Hundreds Disappear Into The Black Hole Of The Kurdish Prison System In Iraq

Team Infidel

Forum Spin Doctor
New York Times
December 26, 2006
By C. J. Chivers
SULAIMANIYA, Iraq — The inmates began their strike with an angry call. “Allahu akbar!” they shouted, 120 voices joining in a cadence punctuated by whoops.
They thrust their arms between the metal bars and ripped away the curtains and plastic sheets covering the windows facing the prison courtyard. Their squinting faces were exposed to light.
Their Kurdish guards gathered, ready to control a prison break. There was no break. The inmates were able only to shove their bunks against the doors and barricade themselves in their cells. They settled into a day of issuing complaints.

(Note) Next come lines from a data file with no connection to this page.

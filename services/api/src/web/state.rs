//! services/api/src/web/state.rs
//!
//! Defines the application's shared state and the per-connection quiz session.

use crate::config::Config;
use learnhub_core::attempt::QuizAttempt;
use learnhub_core::checkout::CheckoutState;
use learnhub_core::ports::{DatabaseService, PaymentProcessor};
use std::collections::HashMap;
use std::sync::Arc;
use tokio::sync::Mutex;
use tokio_util::sync::CancellationToken;
use uuid::Uuid;

//=========================================================================================
// AppState (Shared Across All Connections)
//=========================================================================================

/// The shared application state, created once at startup and passed to all handlers.
#[derive(Clone)]
pub struct AppState {
    pub db: Arc<dyn DatabaseService>,
    pub payments: Arc<dyn PaymentProcessor>,
    pub config: Arc<Config>,
    /// Checkout wizards, one per user. An entry stays, confirmed ones included,
    /// until `DELETE /checkout` starts the user over.
    pub checkouts: Arc<Mutex<HashMap<Uuid, CheckoutState>>>,
}

impl AppState {
    pub fn new(
        db: Arc<dyn DatabaseService>,
        payments: Arc<dyn PaymentProcessor>,
        config: Arc<Config>,
    ) -> Self {
        Self {
            db,
            payments,
            config,
            checkouts: Arc::new(Mutex::new(HashMap::new())),
        }
    }
}

//=========================================================================================
// QuizSession (Specific to One WebSocket Connection)
//=========================================================================================

/// The state for a single quiz-player WebSocket connection.
pub struct QuizSession {
    pub user_id: Uuid,
    /// The current (or most recently finished) attempt.
    pub attempt: Option<QuizAttempt>,
    /// Cancels the countdown task of the current attempt.
    pub cancellation_token: CancellationToken,
}

impl QuizSession {
    pub fn new(user_id: Uuid) -> Self {
        Self {
            user_id,
            attempt: None,
            cancellation_token: CancellationToken::new(),
        }
    }

    pub fn in_progress(&self) -> bool {
        self.attempt.as_ref().is_some_and(|a| !a.is_submitted())
    }
}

They were not allowed the Koran, they said. Their rations were meager and often moldy. Sometimes the guards beat them, they said, and several inmates had disappeared. The entire inmate population had either been denied trials or had been held beyond the terms of their sentences, they said — lost in legal limbo in the Kurdish-controlled region of Iraq.
The prison strike here, on Dec. 4, ended when the local authorities agreed to transfer three unpopular guards and to allow copies of the Koran in the cells. But it exposed an intractable problem that has accompanied Kurdish cooperation with the United States in Iraq.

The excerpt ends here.